Cada año en la tercera semana de septiembre los neoyorquinos ven con resignación como las medidas de seguridad se acentúan cerca de los grandes hoteles y las calles y avenidas próximas al edificio de Naciones Unidas se cortan para dejar paso a las comitivas de los poderosos. Llega la Asamblea General, el único foro en el que todos los mandatarios del mundo pueden encontrarse y hablar al mismo nivel, con el mismo tiempo asignado. Lamentablemente, ese único órgano deliberativo común a toda la humanidad se ha convertido en un verdadero diálogo de sordos. Cada cual vende su producto sin ningún ánimo de diálogo y mucho menos de debate y lo vende más para su propia opinión pública -con la ayuda inestimable de sus medios nacionales- que para discutir los grandes problemas comunes. El presidente de Estados Unidos suele presentar la política planetaria de la superpotencia con todos los asientos llenos. El resto de los discursos son seguidos con menor o mayor expectación según el poder y la influencia del que habla. Las delegaciones escuchan los discursos de los amigos y los enemigos y se ausentan cuando no hablan ni unos ni otros. De vez en cuando Chávez con su encendida retórica criolla anima el cotarro.
Hace tres años la Asamblea vino precedida de una Cumbre Mundial. Lo más importante que salió de ella fue la aceptación del principio de la obligación de proteger. Sin embargo, quedaron en nada las promesas de hacer más eficaz los mecanismos de la ONU y, sobre todo, de reformar su estructura de poder, con una representación en el Consejo de Seguridad que recoja el peso creciente de las potencias emergentes. Este año, para evitar que cada cual coloque su disco rallado, la agenda de la Asamblea General recogía la revisión de los Objetivos del Milenio. De la reunión, en el mejor de los casos surgirá la renovación de un compromiso que ya parece imposible de cumplir en 2015, porque año tras año, los estados incumplen esos compromisos hipócritamente asumidos.

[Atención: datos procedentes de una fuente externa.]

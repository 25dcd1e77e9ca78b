use std::collections::HashMap;

use parking_lot::RwLock;

use super::{KeyValueStore, StorageError};

/// In-process store. Optionally enforces a byte quota the way browser
/// storage does, which makes it useful for exercising degraded persistence.
#[derive(Debug, Default)]
pub struct MemoryStore {
    entries: RwLock<HashMap<String, String>>,
    quota: Option<usize>,
}

impl MemoryStore {
    pub fn new() -> Self {
        Self::default()
    }

    /// Store that rejects writes once keys plus values exceed `bytes`.
    pub fn with_quota(bytes: usize) -> Self {
        Self {
            entries: RwLock::new(HashMap::new()),
            quota: Some(bytes),
        }
    }

    pub fn len(&self) -> usize {
        self.entries.read().len()
    }

    pub fn is_empty(&self) -> bool {
        self.entries.read().is_empty()
    }

    pub fn contains_key(&self, key: &str) -> bool {
        self.entries.read().contains_key(key)
    }
}

impl KeyValueStore for MemoryStore {
    fn get(&self, key: &str) -> Result<Option<String>, StorageError> {
        Ok(self.entries.read().get(key).cloned())
    }

    fn set(&self, key: &str, value: &str) -> Result<(), StorageError> {
        let mut entries = self.entries.write();

        if let Some(quota) = self.quota {
            let others: usize = entries
                .iter()
                .filter(|(k, _)| k.as_str() != key)
                .map(|(k, v)| k.len() + v.len())
                .sum();
            let requested = others + key.len() + value.len();
            if requested > quota {
                return Err(StorageError::QuotaExceeded { requested, quota });
            }
        }

        entries.insert(key.to_string(), value.to_string());
        Ok(())
    }

    fn remove(&self, key: &str) -> Result<(), StorageError> {
        self.entries.write().remove(key);
        Ok(())
    }
}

Pero la crisis financiera -¿farsa o tragedia?- se desarrolla al otro extremo de Manhattan, en Wall Street. Quiebran los bancos de negocios y los que quedan se convierten en comunes bancos comerciales y el Tesoro de Estados Unidos promete una intervención que puede llegar a un billón de dólares (o un trillón si utilizamos la denominación anglosajona) para aislar los «activos tóxicos» -lo que antes se llamaban «productos financieros creativos». (Por cierto vale la pena ver este vídeo de humor británico, brillante y esclaredor, que conozco por el blog de Miguel Ángel Idígoras).

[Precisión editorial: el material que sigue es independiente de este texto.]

#[cfg(test)]
mod tests {
    use super::*;
    use crate::pricing::PricingCatalog;
    use crate::quote::validation::FormField;
    use crate::storage::{MemoryStore, DEFAULT_DRAFT_KEY};
    use parking_lot::Mutex;
    use rust_decimal_macros::dec;
    use std::collections::VecDeque;
    use std::sync::Arc;
    use std::time::Duration;

    /// Gateway that replays scripted results and records every payload.
    #[derive(Default)]
    struct ScriptedGateway {
        results: Mutex<VecDeque<std::result::Result<SubmissionReceipt, SubmissionError>>>,
        payloads: Mutex<Vec<serde_json::Value>>,
        delay: Option<Duration>,
    }

    impl ScriptedGateway {
        fn replying(results: Vec<std::result::Result<SubmissionReceipt, SubmissionError>>) -> Self {
            Self {
                results: Mutex::new(results.into()),
                ..Default::default()
            }
        }

        fn calls(&self) -> usize {
            self.payloads.lock().len()
        }
    }

    impl SubmissionGateway for Arc<ScriptedGateway> {
        async fn submit(
            &self,
            payload: &SubmissionPayload,
        ) -> std::result::Result<SubmissionReceipt, SubmissionError> {
            self.payloads
                .lock()
                .push(serde_json::to_value(payload).expect("payload serializes"));
            if let Some(delay) = self.delay {
                tokio::time::sleep(delay).await;
            }
            let next = self.results.lock().pop_front();
            next.unwrap_or_else(|| Err(SubmissionError::Network("no scripted reply".into())))
        }
    }

    fn receipt(id: &str) -> std::result::Result<SubmissionReceipt, SubmissionError> {
        Ok(SubmissionReceipt {
            quote_id: id.to_string(),
        })
    }

    fn wizard(
        storage: Arc<MemoryStore>,
        gateway: Arc<ScriptedGateway>,
    ) -> WizardController<Arc<MemoryStore>, Arc<ScriptedGateway>> {
        let store = QuoteDraftStore::new(
            storage,
            DEFAULT_DRAFT_KEY,
            Arc::new(PricingCatalog::standard()),
        );
        WizardController::new(store, gateway)
    }

    /// Walk a fresh wizard to the final step with a valid draft.
    fn fill_in(wizard: &mut WizardController<Arc<MemoryStore>, Arc<ScriptedGateway>>) {
        wizard.set_cleaning_type(CleaningType::Deep).unwrap();
        wizard.next().unwrap();
        wizard.set_room_count(RoomType::Bedrooms, 2).unwrap();
        wizard.set_room_count(RoomType::Bathrooms, 1).unwrap();
        wizard.toggle_extra("windows").unwrap();
        wizard.next().unwrap();
        wizard.set_location_field(LocationField::Suburb, "Bondi").unwrap();
        wizard.set_location_field(LocationField::Postcode, "2026").unwrap();
        wizard.set_urgency(Urgency::Urgent).unwrap();
        wizard.next().unwrap();
        wizard.set_customer_field(CustomerField::Name, " Taylor Nguyen ").unwrap();
        wizard.set_customer_field(CustomerField::Email, "taylor@example.com").unwrap();
        wizard.set_customer_field(CustomerField::Phone, "0412 345 678").unwrap();
    }

    // ==================== transition tests ====================

    #[test]
    fn test_starts_at_service_selection() {
        let w = wizard(Arc::new(MemoryStore::new()), Arc::default());
        assert_eq!(w.state(), &WizardState::Editing(WizardStep::ServiceSelection));
        assert!(!w.can_advance());
        assert_eq!(w.breakdown().total, dec!(0));
    }

    #[test]
    fn test_step_one_requires_cleaning_type() {
        let mut w = wizard(Arc::new(MemoryStore::new()), Arc::default());
        let err = w.next().unwrap_err();
        assert!(matches!(
            err,
            QuoteError::StepIncomplete { step: WizardStep::ServiceSelection, .. }
        ));
        assert!(w.field_errors().contains(FormField::CleaningType));

        w.set_cleaning_type(CleaningType::General).unwrap();
        assert_eq!(w.next().unwrap(), WizardStep::RoomsAndExtras);
        assert!(w.field_errors().is_empty());
    }

    #[test]
    fn test_step_two_requires_a_room() {
        let mut w = wizard(Arc::new(MemoryStore::new()), Arc::default());
        w.set_cleaning_type(CleaningType::Deep).unwrap();
        w.next().unwrap();

        assert!(!can_advance(WizardStep::RoomsAndExtras, w.draft()));
        let err = w.next().unwrap_err();
        assert_eq!(
            err.field_errors().and_then(|e| e.get(FormField::Rooms)),
            Some("Please select at least one room")
        );
        assert_eq!(w.current_step(), WizardStep::RoomsAndExtras);

        w.adjust_room_count(RoomType::Kitchens, 1).unwrap();
        assert!(w.can_advance());
    }

    #[test]
    fn test_step_three_requires_suburb() {
        let mut w = wizard(Arc::new(MemoryStore::new()), Arc::default());
        w.set_cleaning_type(CleaningType::Deep).unwrap();
        w.next().unwrap();
        w.set_room_count(RoomType::Bedrooms, 1).unwrap();
        w.next().unwrap();

        assert!(w.next().is_err());
        w.set_location_field(LocationField::Suburb, "Manly").unwrap();
        assert_eq!(w.next().unwrap(), WizardStep::ContactInfo);
    }

    #[test]
    fn test_markup_only_suburb_blocks_step_three() {
        let mut w = wizard(Arc::new(MemoryStore::new()), Arc::default());
        w.set_cleaning_type(CleaningType::Deep).unwrap();
        w.next().unwrap();
        w.set_room_count(RoomType::Bedrooms, 1).unwrap();
        w.next().unwrap();

        w.set_location_field(LocationField::Suburb, "<>").unwrap();
        assert!(!w.can_advance());
        assert!(matches!(
            w.next(),
            Err(QuoteError::StepIncomplete { step: WizardStep::ServiceDetails, .. })
        ));
        assert!(w.field_errors().contains(FormField::Suburb));
    }

    #[test]
    fn test_cannot_advance_past_final_step() {
        let mut w = wizard(Arc::new(MemoryStore::new()), Arc::default());
        fill_in(&mut w);
        assert!(matches!(w.next(), Err(QuoteError::InvalidTransition { .. })));
    }

    #[test]
    fn test_back_keeps_draft() {
        let mut w = wizard(Arc::new(MemoryStore::new()), Arc::default());
        fill_in(&mut w);
        let before = w.draft().clone();

        assert_eq!(w.back().unwrap(), WizardStep::ServiceDetails);
        assert_eq!(w.back().unwrap(), WizardStep::RoomsAndExtras);
        assert_eq!(w.back().unwrap(), WizardStep::ServiceSelection);
        assert_eq!(w.back().unwrap(), WizardStep::ServiceSelection);
        assert_eq!(w.draft(), &before);
    }

    #[test]
    fn test_go_to_only_moves_backwards() {
        let mut w = wizard(Arc::new(MemoryStore::new()), Arc::default());
        w.set_cleaning_type(CleaningType::Deep).unwrap();
        w.next().unwrap();

        assert!(w.go_to(WizardStep::ContactInfo).is_err());
        assert_eq!(w.go_to(WizardStep::ServiceSelection).unwrap(), WizardStep::ServiceSelection);
    }

    #[test]
    fn test_new_restores_persisted_draft() {
        let storage = Arc::new(MemoryStore::new());
        {
            let mut w = wizard(storage.clone(), Arc::default());
            w.set_cleaning_type(CleaningType::EndOfLease).unwrap();
        }
        let w = wizard(storage, Arc::default());
        assert_eq!(w.draft().cleaning_type, Some(CleaningType::EndOfLease));
        assert_eq!(w.breakdown().base_price, dec!(250));
        assert_eq!(w.current_step(), WizardStep::ServiceSelection);
    }

    // ==================== submission tests ====================

    #[tokio::test]
    async fn test_submit_only_from_final_step() {
        let gateway = Arc::new(ScriptedGateway::default());
        let mut w = wizard(Arc::new(MemoryStore::new()), gateway.clone());
        assert!(matches!(w.submit().await, Err(QuoteError::InvalidTransition { .. })));
        assert_eq!(gateway.calls(), 0);
    }

    #[tokio::test]
    async fn test_submit_success_clears_draft() {
        let storage = Arc::new(MemoryStore::new());
        let gateway = Arc::new(ScriptedGateway::replying(vec![receipt("Q-1001")]));
        let mut w = wizard(storage.clone(), gateway.clone());
        fill_in(&mut w);

        let receipt = w.submit().await.unwrap();
        assert_eq!(receipt.quote_id, "Q-1001");
        assert_eq!(
            w.state(),
            &WizardState::Submitted(SubmissionOutcome::Success {
                quote_id: "Q-1001".to_string()
            })
        );
        assert_eq!(w.draft(), &QuoteDraft::default());
        assert!(!storage.contains_key(DEFAULT_DRAFT_KEY));

        let payload = &gateway.payloads.lock()[0];
        assert_eq!(payload["cleaningType"], "deep");
        assert_eq!(payload["customerInfo"]["name"], "Taylor Nguyen");
        assert_eq!(payload["pricing"]["total"], "366");
        assert!(payload["timestamp"].is_string());
    }

    #[tokio::test]
    async fn test_submitted_success_is_locked_until_reset() {
        let gateway = Arc::new(ScriptedGateway::replying(vec![receipt("Q-1")]));
        let mut w = wizard(Arc::new(MemoryStore::new()), gateway.clone());
        fill_in(&mut w);
        w.submit().await.unwrap();

        assert!(matches!(w.set_cleaning_type(CleaningType::General), Err(QuoteError::Locked)));
        assert!(matches!(w.submit().await, Err(QuoteError::Locked)));
        assert!(matches!(w.back(), Err(QuoteError::Locked)));
        assert_eq!(gateway.calls(), 1);

        w.reset();
        assert_eq!(w.state(), &WizardState::Editing(WizardStep::ServiceSelection));
        w.set_cleaning_type(CleaningType::General).unwrap();
    }

    #[tokio::test]
    async fn test_invalid_form_stays_on_final_step() {
        let gateway = Arc::new(ScriptedGateway::default());
        let mut w = wizard(Arc::new(MemoryStore::new()), gateway.clone());
        fill_in(&mut w);
        w.set_customer_field(CustomerField::Email, "not-an-email").unwrap();
        w.set_ndis_participant(true).unwrap();
        w.set_customer_field(CustomerField::NdisNumber, "12345").unwrap();

        let err = w.submit().await.unwrap_err();
        let errors = err.field_errors().unwrap();
        assert_eq!(errors.get(FormField::Email), Some("Please enter a valid email address"));
        assert_eq!(
            errors.get(FormField::NdisNumber),
            Some("NDIS number must be exactly 9 digits")
        );
        assert_eq!(w.state(), &WizardState::Editing(WizardStep::ContactInfo));
        assert_eq!(w.field_errors(), errors);
        assert_eq!(gateway.calls(), 0);
    }

    #[tokio::test]
    async fn test_failed_submission_keeps_draft_and_retries() {
        let storage = Arc::new(MemoryStore::new());
        let gateway = Arc::new(ScriptedGateway::replying(vec![
            Err(SubmissionError::Status {
                status: 502,
                message: "bad gateway".to_string(),
            }),
            receipt("Q-2002"),
        ]));
        let mut w = wizard(storage.clone(), gateway.clone());
        fill_in(&mut w);
        let draft = w.draft().clone();
        let breakdown = w.breakdown().clone();

        let err = w.submit().await.unwrap_err();
        assert!(err.is_retryable());
        assert!(matches!(
            w.state(),
            WizardState::Submitted(SubmissionOutcome::Error { .. })
        ));
        assert_eq!(w.current_step(), WizardStep::ContactInfo);
        assert_eq!(w.draft(), &draft);
        assert_eq!(w.breakdown(), &breakdown);
        assert!(storage.contains_key(DEFAULT_DRAFT_KEY));

        let receipt = w.submit().await.unwrap();
        assert_eq!(receipt.quote_id, "Q-2002");
        assert_eq!(gateway.calls(), 2);
    }

    #[tokio::test]
    async fn test_edit_after_failure_returns_to_final_step() {
        let gateway = Arc::new(ScriptedGateway::replying(vec![Err(SubmissionError::Timeout)]));
        let mut w = wizard(Arc::new(MemoryStore::new()), gateway);
        fill_in(&mut w);
        w.submit().await.unwrap_err();

        w.set_details_field(DetailsField::PreferredDate, "2026-11-02").unwrap();
        assert_eq!(w.state(), &WizardState::Editing(WizardStep::ContactInfo));
        assert_eq!(w.back().unwrap(), WizardStep::ServiceDetails);
    }

    #[tokio::test]
    async fn test_cancel_token_aborts_flight() {
        let gateway = Arc::new(ScriptedGateway {
            results: Mutex::new(vec![receipt("never")].into()),
            delay: Some(Duration::from_secs(30)),
            ..Default::default()
        });
        let mut w = wizard(Arc::new(MemoryStore::new()), gateway);
        fill_in(&mut w);

        let token = w.cancel_token();
        tokio::spawn(async move {
            tokio::time::sleep(Duration::from_millis(20)).await;
            token.cancel();
        });

        let err = w.submit().await.unwrap_err();
        assert!(matches!(err, QuoteError::Submission(SubmissionError::Cancelled)));
        assert_eq!(w.state(), &WizardState::Editing(WizardStep::ContactInfo));
        assert_eq!(w.draft().cleaning_type, Some(CleaningType::Deep));
        assert!(!w.cancel_token().is_cancelled());
    }

    #[tokio::test]
    async fn test_abandoned_flight_blocks_until_cancelled() {
        let gateway = Arc::new(ScriptedGateway {
            results: Mutex::new(vec![receipt("late"), receipt("Q-3003")].into()),
            delay: Some(Duration::from_millis(200)),
            ..Default::default()
        });
        let mut w = wizard(Arc::new(MemoryStore::new()), gateway.clone());
        fill_in(&mut w);

        // drop the submit future mid-flight
        let abandoned = tokio::time::timeout(Duration::from_millis(20), w.submit()).await;
        assert!(abandoned.is_err());
        assert!(w.is_submitting());

        assert!(matches!(w.submit().await, Err(QuoteError::SubmissionInFlight)));
        assert!(matches!(
            w.set_urgency(Urgency::Standard),
            Err(QuoteError::SubmissionInFlight)
        ));
        assert!(matches!(w.back(), Err(QuoteError::SubmissionInFlight)));
        assert!(!w.can_advance());

        assert!(w.cancel_submission());
        assert!(!w.cancel_submission());
        assert_eq!(w.submit().await.unwrap().quote_id, "late");
        assert_eq!(gateway.calls(), 2);
    }

    #[tokio::test]
    async fn test_listeners_observe_wizard_edits() {
        let totals = Arc::new(Mutex::new(Vec::new()));
        let seen = totals.clone();

        let mut w = wizard(Arc::new(MemoryStore::new()), Arc::default());
        w.subscribe(Box::new(move |_, breakdown| seen.lock().push(breakdown.total)));
        w.set_cleaning_type(CleaningType::General).unwrap();
        w.set_urgency(Urgency::SameDay).unwrap();

        assert_eq!(*totals.lock(), vec![dec!(120), dec!(180)]);
    }
}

Si para algún senador republicano todo esto no es más que «socialismo financiero», el economista Stiglitz pone las cosas en su punto y dice que lo que ha sucedido la semana pasada equivale para Wall Street a la caída de su particular Muro de Berlín; la semana en la que todo ha cambiado y han quebrado todos los dogmas neoliberales. Lógicamente, una crisis que es una crisis de sistema, no podía estar ajena a los discursos. Pero en la mayor parte de los casos no ha habido más que palabras vacías que demuestran, una vez más, la falta de visión de los líderes que gobiernan el mundo. Los más pobres han recordado que con la décima parte de lo ya gastado en salvar a las entidades hipotecarias se podría haber cubierto buena parte de los Objetivos del Milenio.

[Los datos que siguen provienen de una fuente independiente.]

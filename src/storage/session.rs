//! In-memory session draft storage using moka
//!
//! Keeps one draft per browsing session. Abandoned sessions are evicted after
//! the idle timeout so drafts never outlive the visit that created them.

use std::sync::Arc;
use std::time::Duration;

use moka::sync::Cache;
use serde::Serialize;
use tracing::info;

use super::{KeyValueStore, StorageError};
use crate::config::StorageConfig;

/// Session-scoped draft cache
#[derive(Clone)]
pub struct SessionStore {
    drafts: Cache<String, Arc<str>>,
}

impl SessionStore {
    /// Create a store holding at most `max_sessions` drafts, each kept for
    /// `time_to_live` and dropped after `time_to_idle` without writes or reads.
    pub fn new(max_sessions: u64, time_to_live: Duration, time_to_idle: Duration) -> Self {
        Self {
            drafts: Cache::builder()
                .max_capacity(max_sessions)
                .time_to_live(time_to_live)
                .time_to_idle(time_to_idle)
                .build(),
        }
    }

    /// 10k sessions, idle timeout as given, hard limit of a day.
    pub fn with_idle_timeout(time_to_idle: Duration) -> Self {
        Self::new(10_000, Duration::from_secs(24 * 60 * 60), time_to_idle)
    }

    /// Idle timeout from `QUOTE_SESSION_TTL_MINS`.
    pub fn from_config(config: &StorageConfig) -> Self {
        info!(idle_mins = config.session_ttl.as_secs() / 60, "Session draft store configured");
        Self::with_idle_timeout(config.session_ttl)
    }

    /// Get store statistics for monitoring
    pub fn stats(&self) -> SessionStoreStats {
        self.drafts.run_pending_tasks();
        SessionStoreStats {
            drafts: self.drafts.entry_count(),
        }
    }

    /// Drop every stored draft
    pub fn invalidate_all(&self) {
        self.drafts.invalidate_all();
        info!("All session drafts invalidated");
    }
}

impl Default for SessionStore {
    fn default() -> Self {
        Self::with_idle_timeout(Duration::from_secs(2 * 60 * 60))
    }
}

impl KeyValueStore for SessionStore {
    fn get(&self, key: &str) -> Result<Option<String>, StorageError> {
        Ok(self.drafts.get(key).map(|value| value.to_string()))
    }

    fn set(&self, key: &str, value: &str) -> Result<(), StorageError> {
        self.drafts.insert(key.to_string(), Arc::from(value));
        Ok(())
    }

    fn remove(&self, key: &str) -> Result<(), StorageError> {
        self.drafts.invalidate(key);
        Ok(())
    }
}

/// Session store statistics for monitoring endpoint
#[derive(Debug, Clone, Serialize)]
pub struct SessionStoreStats {
    pub drafts: u64,
}
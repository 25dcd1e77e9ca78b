//! The quote wizard: draft model, validation, draft store, submission and the
//! step state machine tying them together.

pub mod models;
pub mod store;
pub mod submission;
pub mod validation;
pub mod wizard;

pub use models::{
    CleaningType, CustomerField, CustomerInfo, DetailsField, Location, LocationField,
    NdisBookingForm, QuoteDraft, RoomType, Urgency, WizardStep,
};
pub use store::{load_draft, save_draft, DraftListener, QuoteDraftStore, DRAFT_FORMAT_VERSION};
pub use submission::{
    HttpSubmissionGateway, SubmissionError, SubmissionGateway, SubmissionPayload,
    SubmissionReceipt,
};
pub use validation::{
    sanitize, sanitize_text, validate_ndis_form, validate_quote_form, validate_step, FieldErrors,
    FormField, MAX_ROOMS,
};
pub use wizard::{can_advance, SubmissionOutcome, WizardController, WizardState};
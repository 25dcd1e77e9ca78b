//! Quote configuration and pricing engine for a cleaning services business.
//!
//! A customer builds a [`QuoteDraft`](quote::QuoteDraft) through a four step
//! [`WizardController`](quote::WizardController). Every edit is persisted
//! through a [`KeyValueStore`](storage::KeyValueStore) and re-priced against
//! the [`PricingCatalog`](pricing::PricingCatalog); the finished quote is
//! validated and posted to the quote service.
//!
//! ```no_run
//! use std::sync::Arc;
//!
//! use cleaning_quote::config::QuoteConfig;
//! use cleaning_quote::quote::{CleaningType, HttpSubmissionGateway, QuoteDraftStore, WizardController};
//! use cleaning_quote::storage::FileStore;
//!
//! # async fn run() -> Result<(), Box<dyn std::error::Error>> {
//! let config = QuoteConfig::load()?;
//! cleaning_quote::telemetry::init_tracing(&config.telemetry);
//!
//! let catalog = Arc::new(config.load_catalog()?);
//! let storage = FileStore::new(config.storage.draft_dir.clone());
//! let store = QuoteDraftStore::new(storage, config.storage.draft_key.clone(), catalog);
//! let gateway = HttpSubmissionGateway::from_config(&config.submission)?;
//!
//! let mut wizard = WizardController::new(store, gateway);
//! wizard.set_cleaning_type(CleaningType::Deep)?;
//! println!("estimate: {}", wizard.breakdown().total);
//! # Ok(())
//! # }
//! ```

pub mod config;
pub mod error;
pub mod pricing;
pub mod quote;
pub mod storage;
pub mod telemetry;

pub use error::{QuoteError, Result};
use tracing_subscriber::{layer::SubscriberExt, util::SubscriberInitExt, EnvFilter};

use crate::config::TelemetryConfig;

/// Install the global tracing subscriber.
///
/// `RUST_LOG` wins over the configured level. Returns `false` when a
/// subscriber was already installed, e.g. by the embedding application.
pub fn init_tracing(config: &TelemetryConfig) -> bool {
    let filter = EnvFilter::try_from_default_env()
        .unwrap_or_else(|_| EnvFilter::new(default_directives(&config.log_level)));

    let fmt_layer = tracing_subscriber::fmt::layer()
        .with_target(true)
        .with_thread_ids(false);

    // JSON in production, pretty everywhere else
    let installed = if config.json {
        tracing_subscriber::registry()
            .with(filter)
            .with(fmt_layer.json())
            .try_init()
    } else {
        tracing_subscriber::registry()
            .with(filter)
            .with(fmt_layer.pretty())
            .try_init()
    };

    match installed {
        Ok(()) => {
            tracing::info!(level = %config.log_level, json = config.json, "Logging initialized");
            true
        }
        Err(_) => false,
    }
}

fn default_directives(level: &str) -> String {
    format!("cleaning_quote={},warn", level)
}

Y luego cada cual ha seguido con su rollo. He escuchado la última parte del discurso de Álvaro Uribe en el Canal 24 Horas de TVE. (Los discursos y ruedas de prensa puede seguirse en la webcast de Naciones Unidas). La página de la presidencia de Colombia resume justamente la parte del discurso que no he oído, en la que defiende los logros de su «política de seguridad democrática» y esgrime la disminución de los asesinatos de sindicalistas, que por las vías alternativas que nos llegan de Colombia siguen siendo casi diarios. (Curiosamente cuando busco el enlace a ese resumen ha desaparecido, y en su lugar se destaca el agradecimiento a Evo Morales por una admonición a las FARC). En la segunda parte, que sí he visto, Uribe ha comenzado diciendo que «tan importante como la crisis financiera es la crisis medioambiental». Y aquí se ha extendido en sus éxitos en la materia y ha puesto un ejemplo que, como poco, me parece desafortunado: las excelencias de la palma africana, un cultivo -ha dicho-que da sombra y protege el suelo. La realidad es que esta planta ajena sembrada por multinacionales coloniza miles de hectáreas de selva, por ejemplo en la región del Alto Atrato, destruyendo la diversidad biológica y todo ello previa expulsión de los campesinos por los paramilitares, por mucho que ya no se llamen así. ¡Cuánta hipocresia!.
Mientras los discursos siguen en la Primera Avenida con la calle 42, el mundo sigue girando. Nada será igual después de esta semana. ¿Dejará el neoliberalismo paso al neokeynesianismo?.